Spillane has since gone out to bat for Dublin, suggesting the kick-out rule changes introduced last year were a means of curbing Stephen Cluxton just as the ban on hand-pass goals was brought in to hurt Kerry in the 1980s. Gavin, though, knows Dublin are on a pedestal most of the country want to see them fall off.

“All I am interested in is my locality, the Dublin GAA supporters and I will do my best for them. That is all.

“As a manager, you are not in that spectator space. A spectator can talk about things that happened in the past that might influence the game but it is only talk. And how people perceive a situation that might be stressful, for me it might be completely rational. And vice versa. That is just people expressing their opinions.

“In my particular area, my job is to get those guys, my remit is to get those players to perform to the best of their ability. And whatever form that takes, if it is good enough the next day, it is good enough. And if it is not, we will have been beaten by a team whose self-actualising was better on that given day. That’s sport. It is great that it is that way. I am just focusing on my job.”

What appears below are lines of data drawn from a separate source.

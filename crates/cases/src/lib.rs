//! Support-case records for the WAF assessment report
//!
//! Loads the support-case export (a CSV with a header line) into a
//! [`CaseTable`] that keeps the header order of the file, so the cases can be
//! copied into the report as-is.
//!
//! # Examples
//!
//! ```
//! use wafreport_cases::CaseTable;
//!
//! let cases = CaseTable::from_csv_str(
//!     "ticketnumber,title\n120012346,App Gateway 502\n",
//! ).unwrap();
//!
//! assert_eq!(cases.headers(), ["ticketnumber", "title"]);
//! assert_eq!(cases.row_count(), 1);
//! assert_eq!(cases.get(0, "title"), Some("App Gateway 502"));
//! ```

pub mod csv;
pub mod error;
mod table;

pub use crate::csv::CsvOptions;
pub use error::{CasesError, Result};
pub use table::CaseTable;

The amount of detail Gavin gives to it is known to be extraordinary. His day job working as the assistant director of the Irish Aviation Authority is demanding enough but he finds the necessary time for Dublin, sometimes in the wee hours. Dublin senior ladies football captain Mick Bohan, a former member of Gavin’s backroom team, marvels at his dedication.

“I’d look at the email in the morning and see ‘2.38’ and then you’d respond and then the email would be back within half an hour,” Bohan said in an interview last December. “And you’d thinking, ‘When does he sleep? Where does the sleep process fit in?”

Quirke's Final Preview: Kerry's matchups. The Fenton factor. Walsh wildcard. Gough controversy

So how much sleep does he get? “What I need. Well, one thing the military gave me and they gave me a lot, I’m very grateful for the time I spent in the uniform of Óglaigh na hÉireann, is that ability to sleep because you were sleeping, as a cadet, in trenches, or standing up even. So I’ve no problem sleeping, absolutely none.”

Coming up on seven years since he was appointed to succeed Pat Gilroy, does he feel he’s a better manager?

“Ooh, better? That’s a good question. I know I’ve learned a lot. You want to keep learning because you have to. I work as a regulator and there’s a just culture in my industry that accepts humans make mistakes, that accepts that somebody who has competency, a good skill-set, good knowledge, good attitude can still make a mistake.

“By European law, you have to report your mistake — as a flight crew, engineer, traffic controller, cabin crew have to report their mistakes so we can learn from them. That’s a high-performing industry.

“I have been immersed in that culture all my life, of that continuous learning, because the reason commercial air traffic that I regulate is so safe is because we’ve learned from horrific incidents, horrific accidents, and routine mistakes every day.

“Football is no different. The day you believe you have all the knowledge and all the skill-set is the day you’ll become unstuck so you have to keep learning. There was a rich environment for learning in the Mayo game and having looked back at the tape I’ve got lots of great learning for the team, for myself in terms of that game.

“So what you try and do is impart that knowledge and work on that over the next couple of weeks and hopefully improve a little bit again. There is that mindset among the players, they are humble enough to understand that they have no right to execute a performance, that they need to prepare as best they can for it and some things they got right against Mayo, some they didn’t and it’s trying to work on both of them.”